# Directions:
Beginning at the line that contains "pub const OVERRIDABLE_METHODS: &[&str]" and ending at the last line of the entries, write out each line exactly; include nothing outside that span.

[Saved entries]
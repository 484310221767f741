/// Server configuration constants

/// Port used when `SOLI_PORT` is not set
pub const DEFAULT_PORT: u16 = 3000;

/// Bind address used when `SOLI_HOST` is not set
pub const DEFAULT_HOST: [u8; 4] = [0, 0, 0, 0];

/// Session lifetime when `SOLI_SESSION_MAX_AGE` is not set (24 hours)
pub const DEFAULT_SESSION_MAX_AGE_SECS: u64 = 24 * 60 * 60;

/// How often `serve` sweeps expired sessions from the store
pub const SESSION_CLEANUP_INTERVAL_SECS: u64 = 60;

/// Largest request body the adapter will buffer
pub const MAX_BODY_BYTES: usize = 1024 * 1024;

/// Form/query field that overrides the method of a POST
pub const METHOD_OVERRIDE_PARAM: &str = "_method";

/// Methods a `_method` override may select
pub const OVERRIDABLE_METHODS: &[&str] = &["PUT", "PATCH", "DELETE"];

/// Session key holding flash messages queued for the next request
pub const FLASH_SESSION_KEY: &str = "_flash";

/// Replacement for redacted parameter values in request logs
pub const FILTERED_PLACEHOLDER: &str = "[FILTERED]";

// Environment variables read by `ServeConfig::from_env`
pub const ENV_HOST: &str = "SOLI_HOST";
pub const ENV_PORT: &str = "SOLI_PORT";
pub const ENV_CSRF_SECRET: &str = "SOLI_CSRF_SECRET";
pub const ENV_CSRF_PARAM: &str = "SOLI_CSRF_PARAM";
pub const ENV_SESSION_MAX_AGE: &str = "SOLI_SESSION_MAX_AGE";
pub const ENV_LOG_REQUESTS: &str = "SOLI_LOG_REQUESTS";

# Response area:
pub const OVERRIDABLE_METHODS: &[&str] = &["PUT", "PATCH", "DELETE"];

/// Session key holding flash messages queued for the next request
pub const FLASH_SESSION_KEY: &str = "_flash";

/// Replacement for redacted parameter values in request logs
pub const FILTERED_PLACEHOLDER: &str = "[FILTERED]";

// Environment variables read by `ServeConfig::from_env`
pub const ENV_HOST: &str = "SOLI_HOST";
pub const ENV_PORT: &str = "SOLI_PORT";
pub const ENV_CSRF_SECRET: &str = "SOLI_CSRF_SECRET";
pub const ENV_CSRF_PARAM: &str = "SOLI_CSRF_PARAM";
pub const ENV_SESSION_MAX_AGE: &str = "SOLI_SESSION_MAX_AGE";
pub const ENV_LOG_REQUESTS: &str = "SOLI_LOG_REQUESTS";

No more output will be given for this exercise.